Brief:
In the records below, some lines hold the word "sqlx". Copy each of those lines.

──────────

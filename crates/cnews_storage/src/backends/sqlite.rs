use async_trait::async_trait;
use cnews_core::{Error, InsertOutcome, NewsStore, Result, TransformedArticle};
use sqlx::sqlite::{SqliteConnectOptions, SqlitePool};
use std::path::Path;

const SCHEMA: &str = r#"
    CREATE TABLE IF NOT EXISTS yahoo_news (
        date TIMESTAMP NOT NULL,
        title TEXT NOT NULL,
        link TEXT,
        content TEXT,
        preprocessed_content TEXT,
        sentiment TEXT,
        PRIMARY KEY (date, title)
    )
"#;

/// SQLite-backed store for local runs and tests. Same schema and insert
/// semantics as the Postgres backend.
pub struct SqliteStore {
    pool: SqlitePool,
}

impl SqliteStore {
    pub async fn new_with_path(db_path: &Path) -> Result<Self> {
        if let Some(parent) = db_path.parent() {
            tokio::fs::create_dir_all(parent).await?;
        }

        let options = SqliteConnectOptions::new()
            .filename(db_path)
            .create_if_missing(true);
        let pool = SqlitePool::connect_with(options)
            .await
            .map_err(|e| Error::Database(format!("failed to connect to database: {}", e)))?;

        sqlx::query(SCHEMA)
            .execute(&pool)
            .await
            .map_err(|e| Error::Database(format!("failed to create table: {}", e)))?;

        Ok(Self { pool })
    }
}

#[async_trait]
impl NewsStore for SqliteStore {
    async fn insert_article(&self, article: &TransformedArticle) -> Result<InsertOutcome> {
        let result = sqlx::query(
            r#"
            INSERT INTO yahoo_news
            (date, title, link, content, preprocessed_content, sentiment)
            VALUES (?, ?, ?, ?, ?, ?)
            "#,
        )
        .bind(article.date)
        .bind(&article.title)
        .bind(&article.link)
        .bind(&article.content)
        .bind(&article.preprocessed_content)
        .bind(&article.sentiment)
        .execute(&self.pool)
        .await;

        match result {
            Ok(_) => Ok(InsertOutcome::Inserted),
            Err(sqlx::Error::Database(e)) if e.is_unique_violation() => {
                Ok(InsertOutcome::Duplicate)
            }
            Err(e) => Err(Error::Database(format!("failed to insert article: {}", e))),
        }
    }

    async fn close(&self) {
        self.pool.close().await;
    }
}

──────────

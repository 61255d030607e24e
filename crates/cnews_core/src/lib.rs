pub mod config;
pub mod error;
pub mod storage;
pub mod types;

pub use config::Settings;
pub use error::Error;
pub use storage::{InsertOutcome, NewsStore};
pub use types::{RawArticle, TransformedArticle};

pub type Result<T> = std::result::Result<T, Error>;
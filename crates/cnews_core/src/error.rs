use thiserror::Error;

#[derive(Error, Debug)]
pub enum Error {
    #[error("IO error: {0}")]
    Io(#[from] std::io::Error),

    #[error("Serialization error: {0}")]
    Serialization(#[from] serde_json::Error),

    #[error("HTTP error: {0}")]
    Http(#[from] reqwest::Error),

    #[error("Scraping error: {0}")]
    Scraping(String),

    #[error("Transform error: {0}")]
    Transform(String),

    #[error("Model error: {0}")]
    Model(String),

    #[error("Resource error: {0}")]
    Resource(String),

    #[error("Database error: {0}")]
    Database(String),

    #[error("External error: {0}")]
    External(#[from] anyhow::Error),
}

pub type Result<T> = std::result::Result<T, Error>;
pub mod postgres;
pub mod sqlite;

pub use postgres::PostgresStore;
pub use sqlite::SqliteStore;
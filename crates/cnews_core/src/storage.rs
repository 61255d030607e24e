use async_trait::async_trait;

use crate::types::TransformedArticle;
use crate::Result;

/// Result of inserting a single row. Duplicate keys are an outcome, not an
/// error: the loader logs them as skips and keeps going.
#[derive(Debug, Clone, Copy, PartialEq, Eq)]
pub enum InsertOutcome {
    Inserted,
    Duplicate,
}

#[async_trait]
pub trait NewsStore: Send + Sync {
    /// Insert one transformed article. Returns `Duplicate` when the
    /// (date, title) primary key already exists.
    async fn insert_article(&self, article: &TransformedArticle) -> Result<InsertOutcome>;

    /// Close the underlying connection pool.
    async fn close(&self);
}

──────────

Reply:
use sqlx::sqlite::{SqliteConnectOptions, SqlitePool};
        sqlx::query(SCHEMA)
        let result = sqlx::query(
            Err(sqlx::Error::Database(e)) if e.is_unique_violation() => {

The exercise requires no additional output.